◆ **Task brief**: Report each line of the records below that uses the word "future".

(Stored items)
##############################

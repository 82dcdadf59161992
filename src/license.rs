//! License state machine and access checks
//!
//! All user-record mutation funnels through here; the store persists a full
//! snapshot before any mutating call returns, so a crash after a successful
//! call never loses the change.

use crate::error::{Error, Result};
use crate::users::{Plan, UserRecord, UserStatus, UserStore};
use chrono::{DateTime, Utc};
use rand::RngCore;

pub struct LicenseManager {
    store: UserStore,
}

impl LicenseManager {
    pub fn new(store: UserStore) -> Self {
        Self { store }
    }

    /// Create a record with status `unregistered` if absent.
    ///
    /// Idempotent: returns false (and persists nothing) when the user
    /// already exists.
    pub async fn register_new_user(&mut self, user_id: &str) -> Result<bool> {
        if !self.store.insert_new(user_id) {
            return Ok(false);
        }
        self.store.save().await?;
        Ok(true)
    }

    /// First-contact transition `unregistered -> inactive`. No-op for any
    /// other status.
    pub async fn mark_contacted(&mut self, user_id: &str) -> Result<()> {
        let Some(record) = self.store.get_mut(user_id) else {
            return Ok(());
        };
        if record.status != UserStatus::Unregistered {
            return Ok(());
        }
        record.status = UserStatus::Inactive;
        record.updated_at = Utc::now();
        self.store.save().await?;
        Ok(())
    }

    /// True iff the record exists, is active, and the expiry is strictly in
    /// the future. Pure read: a lapsed record stays `active` on disk and is
    /// only reported as expired.
    pub fn check_access(&self, user_id: &str) -> bool {
        match self.store.get(user_id) {
            Some(record) => {
                record.status == UserStatus::Active
                    && record.expires_at.is_some_and(|at| at > Utc::now())
            }
            None => false,
        }
    }

    /// Activate a plan for a user. Re-activation extends from now, not from
    /// the previous expiry.
    pub async fn activate(
        &mut self,
        user_id: &str,
        plan: Plan,
    ) -> Result<(String, DateTime<Utc>)> {
        let record = self
            .store
            .get_mut(user_id)
            .ok_or_else(|| Error::UserNotFound(user_id.to_string()))?;

        let license_key = generate_license_key();
        let expires_at = Utc::now() + plan.duration();

        record.status = UserStatus::Active;
        record.plan = Some(plan);
        record.license_key = Some(license_key.clone());
        record.expires_at = Some(expires_at);
        record.requested_plan = None;
        record.payment_requested_at = None;
        record.updated_at = Utc::now();

        self.store.save().await?;
        Ok((license_key, expires_at))
    }

    /// Effective status: reports `expired` for a lapsed active record
    /// without mutating it.
    pub fn status_of(&self, user_id: &str) -> Option<UserStatus> {
        let record = self.store.get(user_id)?;
        if record.status == UserStatus::Active
            && record.expires_at.is_some_and(|at| at <= Utc::now())
        {
            return Some(UserStatus::Expired);
        }
        Some(record.status)
    }

    pub fn info_of(&self, user_id: &str) -> Option<&UserRecord> {
        self.store.get(user_id)
    }

    /// (total, currently-active) user counts for status reporting.
    pub fn user_counts(&self) -> (usize, usize) {
        let active = self
            .store
            .all()
            .keys()
            .filter(|id| self.check_access(id))
            .count();
        (self.store.len(), active)
    }

    pub(crate) fn store(&self) -> &UserStore {
        &self.store
    }

    pub(crate) fn store_mut(&mut self) -> &mut UserStore {
        &mut self.store
    }
}

/// Fresh opaque license key. Must be unpredictable: CSPRNG bytes only,
/// never derived from time or user ids.
fn generate_license_key() -> String {
    let mut bytes = [0u8; 8];
    rand::thread_rng().fill_bytes(&mut bytes);
    format!("TIP-{}", hex::encode_upper(bytes))
}

#[cfg(test)]
mod tests {
    use super::*;
    use tempfile::TempDir;

    fn manager(temp: &TempDir) -> LicenseManager {
        let mut store = UserStore::new(&temp.path().join("users.json"));
        store.load().unwrap();
        LicenseManager::new(store)
    }

    #[tokio::test]
    async fn test_register_is_idempotent() {
        let temp = TempDir::new().unwrap();
        let mut licenses = manager(&temp);

        assert!(licenses.register_new_user("42").await.unwrap());
        assert!(!licenses.register_new_user("42").await.unwrap());
        assert_eq!(licenses.status_of("42"), Some(UserStatus::Unregistered));
    }

    #[tokio::test]
    async fn test_mark_contacted_only_moves_unregistered() {
        let temp = TempDir::new().unwrap();
        let mut licenses = manager(&temp);

        licenses.register_new_user("42").await.unwrap();
        licenses.mark_contacted("42").await.unwrap();
        assert_eq!(licenses.status_of("42"), Some(UserStatus::Inactive));

        licenses.activate("42", Plan::Week).await.unwrap();
        licenses.mark_contacted("42").await.unwrap();
        assert_eq!(licenses.status_of("42"), Some(UserStatus::Active));
    }

    #[tokio::test]
    async fn test_check_access_truth_table() {
        let temp = TempDir::new().unwrap();
        let mut licenses = manager(&temp);

        // Missing record
        assert!(!licenses.check_access("42"));

        // Registered but never activated
        licenses.register_new_user("42").await.unwrap();
        assert!(!licenses.check_access("42"));

        // Active with future expiry
        licenses.activate("42", Plan::Week).await.unwrap();
        assert!(licenses.check_access("42"));
    }

    #[tokio::test]
    async fn test_access_expires_lazily_without_mutation() {
        let temp = TempDir::new().unwrap();
        let mut licenses = manager(&temp);

        licenses.register_new_user("42").await.unwrap();
        licenses.activate("42", Plan::Week).await.unwrap();

        // Rewind the stored expiry past now; no status-mutating call runs.
        licenses.store_mut().get_mut("42").unwrap().expires_at =
            Some(Utc::now() - chrono::Duration::seconds(1));

        assert!(!licenses.check_access("42"));
        assert_eq!(licenses.status_of("42"), Some(UserStatus::Expired));
        // The stored status itself is untouched
        assert_eq!(
            licenses.info_of("42").unwrap().status,
            UserStatus::Active
        );
    }

    #[tokio::test]
    async fn test_activate_week_sets_expiry_seven_days_out() {
        let temp = TempDir::new().unwrap();
        let mut licenses = manager(&temp);
        licenses.register_new_user("42").await.unwrap();

        let before = Utc::now();
        let (key, expires) = licenses.activate("42", Plan::Week).await.unwrap();
        let after = Utc::now();

        assert!(!key.is_empty());
        assert!(expires >= before + chrono::Duration::days(7));
        assert!(expires <= after + chrono::Duration::days(7));
        assert!(licenses.check_access("42"));
    }

    #[tokio::test]
    async fn test_reactivation_extends_from_now_not_old_expiry() {
        let temp = TempDir::new().unwrap();
        let mut licenses = manager(&temp);
        licenses.register_new_user("42").await.unwrap();

        licenses.activate("42", Plan::Month).await.unwrap();
        let (_, second_expiry) = licenses.activate("42", Plan::Week).await.unwrap();

        // No stacking: ~7 days out, not ~37
        assert!(second_expiry <= Utc::now() + chrono::Duration::days(8));
    }

    #[tokio::test]
    async fn test_activate_unknown_user_fails() {
        let temp = TempDir::new().unwrap();
        let mut licenses = manager(&temp);

        let result = licenses.activate("999", Plan::Week).await;
        assert!(matches!(result, Err(Error::UserNotFound(_))));
    }

    #[tokio::test]
    async fn test_activate_clears_payment_request_fields() {
        let temp = TempDir::new().unwrap();
        let mut licenses = manager(&temp);
        licenses.register_new_user("42").await.unwrap();

        {
            let record = licenses.store_mut().get_mut("42").unwrap();
            record.status = UserStatus::PaymentRequested;
            record.requested_plan = Some(Plan::Month);
            record.payment_requested_at = Some(Utc::now());
        }

        licenses.activate("42", Plan::Month).await.unwrap();
        let record = licenses.info_of("42").unwrap();
        assert!(record.requested_plan.is_none());
        assert!(record.payment_requested_at.is_none());
        assert_eq!(record.status, UserStatus::Active);
    }

    #[tokio::test]
    async fn test_activation_persists_before_returning() {
        let temp = TempDir::new().unwrap();
        let path = temp.path().join("users.json");
        let mut store = UserStore::new(&path);
        store.load().unwrap();
        let mut licenses = LicenseManager::new(store);

        licenses.register_new_user("42").await.unwrap();
        licenses.activate("42", Plan::Week).await.unwrap();

        // A fresh load observes the activation
        let mut store2 = UserStore::new(&path);
        store2.load().unwrap();
        let licenses2 = LicenseManager::new(store2);
        assert!(licenses2.check_access("42"));
    }

    #[test]
    fn test_license_keys_are_distinct_and_well_formed() {
        let a = generate_license_key();
        let b = generate_license_key();
        assert_ne!(a, b);
        assert!(a.starts_with("TIP-"));
        assert_eq!(a.len(), "TIP-".len() + 16);
        assert!(a["TIP-".len()..]
            .chars()
            .all(|c| c.is_ascii_hexdigit()));
    }

    #[tokio::test]
    async fn test_user_counts() {
        let temp = TempDir::new().unwrap();
        let mut licenses = manager(&temp);

        licenses.register_new_user("1").await.unwrap();
        licenses.register_new_user("2").await.unwrap();
        licenses.register_new_user("3").await.unwrap();
        licenses.activate("2", Plan::Week).await.unwrap();

        assert_eq!(licenses.user_counts(), (3, 1));
    }
}
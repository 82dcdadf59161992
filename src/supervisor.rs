//! Session supervisor
//!
//! Opens, restores, and tears down the fleet of per-phone relay sessions,
//! and re-establishes the bot's own primary connection. Live handles are
//! owned exclusively here and never survive a process restart; the persisted
//! registry records which phones to bring back on the next restore pass.

use crate::error::{Error, Result};
use crate::relay::{RelayConnector, RelaySession};
use crate::sessions::SessionRegistry;
use crate::transport::BotTransport;
use std::collections::HashMap;
use std::path::PathBuf;
use std::sync::Arc;
use std::time::Duration;
use tracing::{debug, info, warn};

/// Outcome of one restore pass.
#[derive(Debug, Clone, Default, PartialEq, Eq)]
pub struct RestoreReport {
    pub restored: usize,
    pub failed: usize,
    pub already_live: usize,
    pub total: usize,
}

/// Outcome of the administrative cleanup.
#[derive(Debug, Clone, Default)]
pub struct CleanupReport {
    pub sessions_removed: usize,
    pub artifacts_deleted: usize,
}

pub struct SessionSupervisor {
    registry: SessionRegistry,
    connector: Arc<dyn RelayConnector>,
    credentials_dir: PathBuf,
    live: HashMap<String, Box<dyn RelaySession>>,
}

impl SessionSupervisor {
    pub fn new(
        registry: SessionRegistry,
        connector: Arc<dyn RelayConnector>,
        credentials_dir: PathBuf,
    ) -> Self {
        Self {
            registry,
            connector,
            credentials_dir,
            live: HashMap::new(),
        }
    }

    pub fn credential_path(&self, phone: &str) -> PathBuf {
        self.credentials_dir.join(format!("relay_{}.session", phone))
    }

    /// Re-open every session whose last persisted state was connected.
    ///
    /// Safe to call repeatedly: a descriptor that already has a live handle
    /// is skipped, never double-opened. One bad credential never aborts the
    /// pass; the failed phone is marked disconnected and picked up again
    /// only by a later repair cycle.
    pub async fn restore_all(&mut self) -> RestoreReport {
        let phones = self.registry.connected_phones();
        let mut report = RestoreReport {
            total: phones.len(),
            ..Default::default()
        };

        for phone in phones {
            if let Some(session) = self.live.get_mut(&phone) {
                if session.is_alive().await {
                    debug!("Session {} already live, skipping", phone);
                    report.already_live += 1;
                    continue;
                }
                // Stale handle from a dead client; drop it and reopen
                self.live.remove(&phone);
            }

            match self.restore_one(&phone).await {
                Ok(()) => {
                    info!("Session restored: {}", phone);
                    report.restored += 1;
                }
                Err(e) => {
                    warn!("Failed to restore session {}: {}", phone, e);
                    report.failed += 1;
                    if let Err(e) = self.registry.mark_connected(&phone, false).await {
                        warn!("Failed to persist disconnect for {}: {}", phone, e);
                    }
                }
            }
        }

        report
    }

    async fn restore_one(&mut self, phone: &str) -> Result<()> {
        let credential = self.credential_path(phone);
        if !credential.exists() {
            return Err(Error::Relay(format!(
                "missing credential artifact for {}",
                phone
            )));
        }

        let mut session = self.connector.open(phone, &credential).await?;

        if let Err(e) = session.install_redirections().await {
            let _ = session.close().await;
            return Err(e);
        }

        self.registry.mark_connected(phone, true).await?;
        self.live.insert(phone.to_string(), session);
        Ok(())
    }

    /// Re-establish the bot's own primary connection if it is down.
    ///
    /// Returns true when a reconnect was actually performed; a call while
    /// the primary is live is a no-op.
    pub async fn reconnect_primary(&self, transport: &dyn BotTransport) -> Result<bool> {
        if transport.is_connected().await {
            debug!("Primary connection already live");
            return Ok(false);
        }
        info!("Primary connection down, reconnecting");
        transport.connect().await?;
        Ok(true)
    }

    /// Close every live handle best-effort with a bounded wait per session.
    ///
    /// Persisted `connected` flags are left untouched so the next
    /// `restore_all` attempts the same set again.
    pub async fn teardown_all(&mut self, grace: Duration) {
        for (phone, mut session) in self.live.drain() {
            match tokio::time::timeout(grace, session.close()).await {
                Ok(Ok(())) => debug!("Session {} closed", phone),
                Ok(Err(e)) => warn!("Session {} close failed: {}", phone, e),
                Err(_) => warn!("Session {} close timed out", phone),
            }
        }
    }

    /// Administrative cleanup: close everything, drop all descriptors, and
    /// delete the credential artifacts.
    pub async fn cleanup(&mut self) -> Result<CleanupReport> {
        let mut report = CleanupReport::default();

        for (phone, mut session) in self.live.drain() {
            if let Err(e) = session.close().await {
                warn!("Session {} close during cleanup: {}", phone, e);
            }
        }

        let phones: Vec<String> = self.registry.all().keys().cloned().collect();
        for phone in phones {
            if self.registry.remove(&phone).await?.is_some() {
                report.sessions_removed += 1;
            }
            let credential = self.credential_path(&phone);
            match std::fs::remove_file(&credential) {
                Ok(()) => report.artifacts_deleted += 1,
                Err(e) if e.kind() == std::io::ErrorKind::NotFound => {}
                Err(e) => warn!("Failed to delete credential for {}: {}", phone, e),
            }
        }

        Ok(report)
    }

    pub fn registry(&self) -> &SessionRegistry {
        &self.registry
    }

    pub fn registry_mut(&mut self) -> &mut SessionRegistry {
        &mut self.registry
    }

    pub fn live_count(&self) -> usize {
        self.live.len()
    }

    /// Whether the relay subsystem has at least one live session.
    pub fn is_active(&self) -> bool {
        !self.live.is_empty()
    }
}
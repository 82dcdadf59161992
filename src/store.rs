//! Durable JSON snapshot helpers
//!
//! Both record stores (users, sessions) are whole-file JSON snapshots. A
//! reader tolerates a missing file; a writer must never leave a partially
//! written file visible, so every save goes through write-then-rename in the
//! destination directory.

use crate::error::{Error, Result};
use serde::de::DeserializeOwned;
use std::fs;
use std::io::Write;
use std::path::{Path, PathBuf};
use tempfile::NamedTempFile;

/// Load a JSON snapshot, treating a missing file as an empty store.
pub fn load_json<T: DeserializeOwned + Default>(path: &Path) -> Result<T> {
    if !path.exists() {
        return Ok(T::default());
    }
    let content = fs::read_to_string(path)?;
    Ok(serde_json::from_str(&content)?)
}

/// Atomically replace `path` with `contents`.
///
/// Runs on the blocking pool so the event loop is never stalled on disk I/O.
pub async fn save_json(path: &Path, contents: String) -> Result<()> {
    let path: PathBuf = path.to_path_buf();
    tokio::task::spawn_blocking(move || write_atomic(&path, &contents))
        .await
        .map_err(|e| Error::Io(std::io::Error::other(e)))?
}

fn write_atomic(path: &Path, contents: &str) -> Result<()> {
    if let Some(parent) = path.parent() {
        fs::create_dir_all(parent)?;
    }

    // Temp file in the same directory, so the rename is atomic
    let parent = path.parent().unwrap_or(Path::new("."));
    let mut temp = NamedTempFile::new_in(parent)?;
    temp.write_all(contents.as_bytes())?;
    temp.as_file().sync_all()?;
    temp.persist(path).map_err(|e| Error::Io(e.error))?;

    Ok(())
}
//! Command parsing and reply texts
//!
//! Thin boundary between raw chat text and the core: commands are parsed
//! once into a closed enum and dispatched by the daemon. Admin-only variants
//! are re-gated at dispatch time, never here.

use crate::users::{Plan, UserRecord, UserStatus};
use chrono::{DateTime, Utc};

#[derive(Debug, Clone, PartialEq, Eq)]
pub enum Command {
    Start,
    Menu,
    Help,
    Pronostics,
    Payer,
    /// `/status` for self, `/status <user_id>` for the admin.
    Status { target: Option<String> },
    // Admin-only
    Activate { user_id: String, plan_raw: String },
    Reconnect,
    Clean,
    ConfigDump,
}

/// Parse a raw message into a command. Non-command text returns None and is
/// ignored by the router.
pub fn parse(text: &str) -> Option<Command> {
    let mut parts = text.split_whitespace();
    let head = parts.next()?;

    // Tolerate the @botname suffix Telegram appends in groups
    let head = head.split('@').next().unwrap_or(head);

    match head {
        "/start" => Some(Command::Start),
        "/menu" => Some(Command::Menu),
        "/help" => Some(Command::Help),
        "/pronostics" => Some(Command::Pronostics),
        "/payer" => Some(Command::Payer),
        "/status" => Some(Command::Status {
            target: parts.next().map(|s| s.to_string()),
        }),
        "/activer" => {
            let user_id = parts.next()?.to_string();
            let plan_raw = parts.next()?.to_string();
            Some(Command::Activate { user_id, plan_raw })
        }
        "/reconnect" => Some(Command::Reconnect),
        "/clean" => Some(Command::Clean),
        "/config" => Some(Command::ConfigDump),
        _ => None,
    }
}

// ============================================================================
// Reply texts
// ============================================================================

pub fn welcome_text() -> String {
    "🤖 *Bienvenue !*\n\n\
     ✅ Votre licence est active\n\n\
     • /menu - Interface à boutons\n\
     • /pronostics - Pronostics du jour\n\
     • /status - Votre statut\n\
     • /help - Aide"
        .to_string()
}

pub fn access_expired_text() -> String {
    "❌ Votre licence est expirée ou inactive.\n\
     Utilisez /payer pour choisir un abonnement."
        .to_string()
}

pub fn help_text(is_admin: bool) -> String {
    let mut text = "📱 *Commandes :*\n\
         /start - Démarrer le bot\n\
         /menu - Interface à boutons\n\
         /pronostics - Pronostics du jour\n\
         /status - Votre statut\n\
         /payer - Choisir un abonnement\n\n\
         💰 *Tarifs :* 1 semaine = 1000f, 1 mois = 3000f"
        .to_string();

    if is_admin {
        text.push_str(
            "\n\n👑 *Admin :*\n\
             /activer user\\_id plan - Activer une licence\n\
             /status user\\_id - Statut d'un utilisateur\n\
             /reconnect - Cycle de réparation\n\
             /clean - Nettoyer les sessions\n\
             /config - Configuration système",
        );
    }

    text
}

pub fn payer_text() -> String {
    "💳 *Choisissez votre abonnement*\n\n\
     • *1 Semaine* - 1000f\n\
     • *1 Mois* - 3000f"
        .to_string()
}

pub fn status_text(user_id: &str, status: UserStatus, record: &UserRecord) -> String {
    let mut text = format!(
        "📊 *Statut utilisateur {}*\n🔄 Statut : *{}*\n",
        user_id, status
    );
    if let Some(plan) = record.plan.or(record.requested_plan) {
        text.push_str(&format!("📋 Plan : *{}*\n", plan));
    }
    if let Some(expires) = record.expires_at {
        text.push_str(&format!("⏳ Expire : *{}*\n", format_date(expires)));
    }
    if let Some(ref key) = record.license_key {
        text.push_str(&format!("🔐 Clé : `{}`", key));
    }
    text
}

pub fn license_activated_text(license_key: &str, expires: DateTime<Utc>) -> String {
    format!(
        "✅ *Licence activée !*\n🔐 Clé : `{}`\n⏳ Expire : *{}*",
        license_key,
        format_date(expires)
    )
}

pub fn payment_requested_admin_text(user_id: &str, plan: Plan) -> String {
    format!(
        "💳 *Nouvelle demande de paiement*\n\n\
         👤 Utilisateur : {}\n\
         📦 Plan : {}\n\
         💰 Prix : {}\n\n\
         *Action :* `/activer {} {}`",
        user_id,
        plan,
        plan.price(),
        user_id,
        plan
    )
}

pub fn payment_requested_user_text(plan: Plan) -> String {
    format!(
        "✅ *Demande de paiement enregistrée*\n\n\
         📦 Plan choisi : *{}*\n\
         💰 Prix : *{}*\n\n\
         Votre licence sera activée après confirmation du paiement.",
        plan,
        plan.price()
    )
}

pub fn repair_report_text(
    count: u64,
    restored: usize,
    failed: usize,
    reconnected: bool,
) -> String {
    format!(
        "🔄 *Réactivation #{} effectuée*\n\
         📡 Sessions restaurées : {} (échecs : {})\n\
         🔌 Connexion principale : {}",
        count,
        restored,
        failed,
        if reconnected { "rétablie" } else { "déjà active" }
    )
}

fn format_date(at: DateTime<Utc>) -> String {
    at.format("%d/%m/%Y %H:%M").to_string()
}

#[cfg(test)]
mod tests {
    use super::*;

    #[test]
    fn test_parse_user_commands() {
        assert_eq!(parse("/start"), Some(Command::Start));
        assert_eq!(parse("/menu"), Some(Command::Menu));
        assert_eq!(parse("/help"), Some(Command::Help));
        assert_eq!(parse("/pronostics"), Some(Command::Pronostics));
        assert_eq!(parse("/payer"), Some(Command::Payer));
    }

    #[test]
    fn test_parse_status_with_and_without_target() {
        assert_eq!(parse("/status"), Some(Command::Status { target: None }));
        assert_eq!(
            parse("/status 42"),
            Some(Command::Status {
                target: Some("42".to_string())
            })
        );
    }

    #[test]
    fn test_parse_activate() {
        assert_eq!(
            parse("/activer 123456789 semaine"),
            Some(Command::Activate {
                user_id: "123456789".to_string(),
                plan_raw: "semaine".to_string()
            })
        );
        // Missing arguments: not a valid command
        assert_eq!(parse("/activer 123456789"), None);
        assert_eq!(parse("/activer"), None);
    }

    #[test]
    fn test_parse_bot_mention_suffix() {
        assert_eq!(parse("/start@tipster_bot"), Some(Command::Start));
    }

    #[test]
    fn test_parse_rejects_non_commands() {
        assert_eq!(parse("bonjour"), None);
        assert_eq!(parse(""), None);
        assert_eq!(parse("/unknown"), None);
    }

    #[test]
    fn test_admin_help_includes_admin_commands() {
        assert!(help_text(true).contains("/activer"));
        assert!(!help_text(false).contains("/activer"));
    }

    #[test]
    fn test_admin_notification_contains_activation_command() {
        let text = payment_requested_admin_text("42", Plan::Week);
        assert!(text.contains("/activer 42 semaine"));
        assert!(text.contains("1000f"));
    }
}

##############################

◆ **Task result**:
    /// the future. Pure read: a lapsed record stays `active` on disk and is
        // Active with future expiry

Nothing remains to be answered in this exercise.